Starting at the line with "(tests, dry runs)." and going on through the line with "either is unavailable", reproduce each line in the records below exactly and nothing more.

···

/// Outcome of one settlement cycle.
#[derive(Debug, Default)]
pub struct SettleReport {
    pub checked: usize,
    pub settled: usize,
    pub won: usize,
    pub lost: usize,
    pub void: usize,
    pub profit: f64,
}

pub struct ScanEngine {
    sports: Vec<String>,
    auto_bet: bool,
    matcher: EventMatcher,
    finder: ValueFinder,
    bookmaker: Arc<dyn BookmakerFeed>,
    consensus: Arc<dyn ConsensusFeed>,
    results: Arc<dyn ResultsFeed>,
    state: Arc<Mutex<LedgerState>>,
    /// When set, the state file is rewritten after every mutation.
    state_file: Option<PathBuf>,
}

impl ScanEngine {
    pub fn new(
        config: &AppConfig,
        bookmaker: Arc<dyn BookmakerFeed>,
        consensus: Arc<dyn ConsensusFeed>,
        results: Arc<dyn ResultsFeed>,
        state: Arc<Mutex<LedgerState>>,
    ) -> Self {
        Self {
            sports: config.scan.sports.clone(),
            auto_bet: config.staking.auto_bet,
            matcher: EventMatcher::new(config.matching.matcher_settings()),
            finder: ValueFinder::new(config.staking.strategy_settings()),
            bookmaker,
            consensus,
            results,
            state,
            state_file: Some(PathBuf::from(&config.storage.state_file)),
        }
    }

    /// Disable state-file persistence (tests, dry runs).
    pub fn without_persistence(mut self) -> Self {
        self.state_file = None;
        self
    }

    pub fn shared_state(&self) -> Arc<Mutex<LedgerState>> {
        Arc::clone(&self.state)
    }

    /// Run one full scan cycle over all configured sports.
    ///
    /// Both sources are fetched concurrently; if either is unavailable
    /// the cycle aborts without touching the ledger, and the next tick
    /// simply tries again.
    pub async fn run_scan_cycle(&self) -> Result<ScanReport, ScoutError> {
        let mut report = ScanReport::default();
        let mut store = QuoteStore::new();
        let mut bookmaker_events: Vec<Event> = Vec::new();
        let mut consensus_events: Vec<Event> = Vec::new();
        let mut bookmaker_quotes = Vec::new();
        let mut consensus_quotes = Vec::new();

        for sport in &self.sports {
            let (bk, cs) = tokio::join!(
                self.bookmaker.fetch_quotes(sport),
                self.consensus.fetch_quotes(sport),
            );
            let (bk, cs) = (bk?, cs?);

            debug!(
                sport,
                bookmaker_events = bk.events.len(),
                consensus_events = cs.events.len(),
                "Fetched odds snapshots"
            );
            bookmaker_events.extend(bk.events);
            consensus_events.extend(cs.events);
            bookmaker_quotes.extend(bk.quotes);
            consensus_quotes.extend(cs.quotes);
        }

        store.replace(QuoteSource::Bookmaker, bookmaker_quotes);
        store.replace(QuoteSource::Consensus, consensus_quotes);
        report.bookmaker_events = bookmaker_events.len();
        report.consensus_events = consensus_events.len();

        let pairs = self.matcher.match_events(&bookmaker_events, &consensus_events);
        report.matched_pairs = pairs.len();

        let mut state = self.state.lock().await;
        if state.bankroll.halted {
            warn!("Bankroll is halted, scanning without staking");
            return Ok(report);
        }

        for pair in &pairs {
            let picks = self.finder.find(pair, &store, state.bankroll.balance);
            report.candidates += picks.len();

            for pick in picks {
                if !self.auto_bet {
                    info!(pick = %pick, "Value found (auto_bet off, not recording)");
                    continue;
                }
                match state.ledger.record_if_new(&pick) {
                    Some(bet) => {
                        state.bankroll.commit_stake(bet.stake);
                        report.placed.push(bet);
                    }
                    None => report.duplicates += 1,
                }
            }
        }

        if !report.placed.is_empty() {
            self.persist(&state);
        }
        drop(state);

        info!(
            matched = report.matched_pairs,
            candidates = report.candidates,
            placed = report.placed.len(),
            duplicates = report.duplicates,
            "Scan cycle complete"
        );
        Ok(report)
    }

    /// Run one settlement cycle over all pending bets.
    ///
    /// Results are fetched without holding the state lock; settlements
    /// are applied under it. Feed failures for individual events are
    /// logged and retried next cycle.
    pub async fn settle_cycle(&self) -> SettleReport {
        let mut report = SettleReport::default();
        let now = Utc::now();

        // Snapshot pending bets so the lock is not held across awaits
        let pending: Vec<(String, String, chrono::DateTime<Utc>)> = {
            let state = self.state.lock().await;
            state
                .ledger
                .pending()
                .iter()
                .map(|b| (b.id.clone(), b.pick.bookmaker_event_id.clone(), b.pick.kickoff))
                .collect()
        };

        let mut decided = Vec::new();
        for (bet_id, event_id, kickoff) in pending {
            if kickoff + Duration::hours(MATCH_DURATION_HOURS) > now {
                // Not started or still in play
                continue;
            }
            report.checked += 1;

            match self.results.fetch_result(&event_id).await {
                Ok(Some(result)) => decided.push((bet_id, result)),
                Ok(None) => debug!(%event_id, "No result published yet"),
                Err(e) => warn!(%event_id, error = %e, "Results feed failed for event"),
            }
        }

        let mut state = self.state.lock().await;
        for (bet_id, result) in decided {
            let Some(bet) = state.ledger.get(&bet_id) else {
                continue;
            };
            let Some(outcome) = settlement::decide(bet, &result) else {
                warn!(%bet_id, result = %result, "Result cannot decide bet");
                continue;
            };

            let info = Some(result.to_string());
            let LedgerState { ledger, bankroll } = &mut *state;
            match settlement::settle(ledger, bankroll, &bet_id, outcome, info) {
                Ok(SettleAction::Applied(profit)) => {
                    report.settled += 1;
                    report.profit += profit;
                    match outcome {
                        BetOutcome::Won => report.won += 1,
                        BetOutcome::Lost => report.lost += 1,
                        BetOutcome::Void => report.void += 1,
                    }
                }
                Ok(SettleAction::AlreadySettled) => {}
                Err(e @ ScoutError::NegativeBankroll { .. }) => {
                    error!(%bet_id, error = %e, "Bankroll halted, stopping settlements");
                    break;
                }
                Err(e) => warn!(%bet_id, error = %e, "Settlement failed"),
            }
        }

        if report.settled > 0 {
            self.persist(&state);
        }
        drop(state);

        if report.settled > 0 {
            info!(
                settled = report.settled,
                won = report.won,
                lost = report.lost,
                void = report.void,
                profit = format!("{:+.2}", report.profit),
                "Settlement cycle complete"
            );
        }
        report
    }

    /// Settle one bet by operator request.
    pub async fn settle_manual(
        &self,
        bet_id: &str,
        outcome: BetOutcome,
    ) -> Result<SettleAction, ScoutError> {
        let mut state = self.state.lock().await;
        let LedgerState { ledger, bankroll } = &mut *state;
        let action = settlement::settle(ledger, bankroll, bet_id, outcome, Some("manual".into()))?;
        if matches!(action, SettleAction::Applied(_)) {
            self.persist(&state);
        }
        Ok(action)
    }

    /// Clear the bankroll halt flag by operator request.
    pub async fn resume_bankroll(&self) {
        let mut state = self.state.lock().await;
        state.bankroll.resume();
        self.persist(&state);
        info!("Bankroll resumed by operator");
    }

    pub async fn bankroll(&self) -> BankrollState {
        self.state.lock().await.bankroll.clone()
    }

    pub async fn bets(&self, filter: &LedgerFilter) -> Vec<Bet> {
        let state = self.state.lock().await;
        state.ledger.filtered(filter).into_iter().cloned().collect()
    }

    pub async fn pending_count(&self) -> usize {
        self.state.lock().await.ledger.pending().len()
    }

    pub async fn bet_count(&self) -> usize {
        self.state.lock().await.ledger.len()
    }

    pub async fn export_csv(&self) -> String {
        self.state.lock().await.ledger.to_csv()
    }

    fn persist(&self, state: &LedgerState) {
        if let Some(path) = &self.state_file {
            if let Err(e) = storage::save_state(path, state) {
                error!(error = %e, "Failed to persist state");
            }
        }
    }
}
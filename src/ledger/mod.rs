//! Bet Ledger — the append-style record of every flagged bet.
//!
//! The ledger owns all `Bet` entries. Creation goes through
//! `record_if_new`, which enforces the daily dedup rule; status changes
//! go through the settlement engine. Nothing else mutates a bet.

pub mod bankroll;
pub mod settlement;

use serde::{Deserialize, Serialize};
use tracing::{debug, info};
use uuid::Uuid;

use crate::types::{Bet, BetStatus, ValueBet};

/// Read-side filter for ledger queries (dashboard and CSV export).
#[derive(Debug, Clone, Default, Deserialize)]
pub struct LedgerFilter {
    pub sport: Option<String>,
    pub status: Option<BetStatus>,
    pub min_ev: Option<f64>,
    pub min_odds: Option<f64>,
    pub max_odds: Option<f64>,
}

impl LedgerFilter {
    pub fn matches(&self, bet: &Bet) -> bool {
        if let Some(sport) = &self.sport {
            if !bet.pick.sport.eq_ignore_ascii_case(sport) {
                return false;
            }
        }
        if let Some(status) = self.status {
            if bet.status != status {
                return false;
            }
        }
        if let Some(min_ev) = self.min_ev {
            if bet.pick.ev_percent < min_ev {
                return false;
            }
        }
        if let Some(min) = self.min_odds {
            if bet.pick.price < min {
                return false;
            }
        }
        if let Some(max) = self.max_odds {
            if bet.pick.price > max {
                return false;
            }
        }
        true
    }
}

#[derive(Debug, Clone, Default, Serialize, Deserialize)]
pub struct BetLedger {
    bets: Vec<Bet>,
}

impl BetLedger {
    pub fn new() -> Self {
        Self::default()
    }

    /// Deterministic dedup key: the same offer re-observed within one UTC
    /// day maps to the same key. A price move of a cent or a new day makes
    /// it a distinct opportunity again.
    pub fn dedup_key(pick: &ValueBet) -> String {
        format!(
            "{}|{}|{}|{:.2}|{}",
            pick.bookmaker_event_id,
            pick.market,
            pick.selection,
            pick.price,
            pick.created_at.format("%Y-%m-%d"),
        )
    }

    /// Record a flagged opportunity unless its dedup key already exists.
    ///
    /// Re-flagging is normal (every scan re-sees the same offers), so a
    /// duplicate is a silent no-op, not an error. Returns the new entry
    /// when one was created.
    pub fn record_if_new(&mut self, pick: &ValueBet) -> Option<Bet> {
        let key = Self::dedup_key(pick);
        if self.bets.iter().any(|b| b.key == key) {
            debug!(%key, "Opportunity already in ledger, skipping");
            return None;
        }

        let bet = Bet {
            id: Uuid::new_v4().to_string(),
            key,
            stake: pick.stake,
            status: BetStatus::Pending,
            placed_at: pick.created_at,
            settled_at: None,
            profit: None,
            result_info: None,
            pick: pick.clone(),
        };
        info!(bet = %bet, ev = format!("{:.2}%", pick.ev_percent), "Recorded new bet");
        self.bets.push(bet.clone());
        Some(bet)
    }

    pub fn len(&self) -> usize {
        self.bets.len()
    }

    pub fn is_empty(&self) -> bool {
        self.bets.is_empty()
    }

    pub fn all(&self) -> &[Bet] {
        &self.bets
    }

    pub fn get(&self, id: &str) -> Option<&Bet> {
        self.bets.iter().find(|b| b.id == id)
    }

    pub(crate) fn get_mut(&mut self, id: &str) -> Option<&mut Bet> {
        self.bets.iter_mut().find(|b| b.id == id)
    }

    pub fn pending(&self) -> Vec<&Bet> {
        self.bets
            .iter()
            .filter(|b| b.status == BetStatus::Pending)
            .collect()
    }

    pub fn settled(&self) -> Vec<&Bet> {
        self.bets.iter().filter(|b| b.status.is_terminal()).collect()
    }

    pub fn filtered(&self, filter: &LedgerFilter) -> Vec<&Bet> {
        self.bets.iter().filter(|b| filter.matches(b)).collect()
    }

    /// Export the full ledger as CSV, newest entries last.
    pub fn to_csv(&self) -> String {
        let mut out = String::from(
            "id,placed_at,sport,home,away,kickoff,market,selection,price,\
             fair_prob,ev_percent,kelly_full,stake_fraction,books,stake,\
             status,settled_at,profit,result_info\n",
        );
        for bet in &self.bets {
            let p = &bet.pick;
            out.push_str(&format!(
                "{},{},{},{},{},{},{},{},{:.2},{:.4},{:.2},{:.4},{:.4},{},{:.2},{},{},{},{}\n",
                bet.id,
                bet.placed_at.to_rfc3339(),
                csv_field(&p.sport),
                csv_field(&p.home),
                csv_field(&p.away),
                p.kickoff.to_rfc3339(),
                p.market,
                p.selection,
                p.price,
                p.fair_prob,
                p.ev_percent,
                p.kelly_full,
                p.stake_fraction,
                p.books,
                bet.stake,
                bet.status,
                bet.settled_at.map(|t| t.to_rfc3339()).unwrap_or_default(),
                bet.profit.map(|v| format!("{v:.2}")).unwrap_or_default(),
                csv_field(bet.result_info.as_deref().unwrap_or("")),
            ));
        }
        out
    }
}

fn csv_field(value: &str) -> String {
    if value.contains(',') || value.contains('"') {
        format!("\"{}\"", value.replace('"', "\"\""))
    } else {
        value.to_string()
    }
}

// ---------------------------------------------------------------------------
// Tests
// ---------------------------------------------------------------------------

···

**ANSWER SPACE:**
    /// Disable state-file persistence (tests, dry runs).
    pub fn without_persistence(mut self) -> Self {
        self.state_file = None;
        self
    }

    pub fn shared_state(&self) -> Arc<Mutex<LedgerState>> {
        Arc::clone(&self.state)
    }

    /// Run one full scan cycle over all configured sports.
    ///
    /// Both sources are fetched concurrently; if either is unavailable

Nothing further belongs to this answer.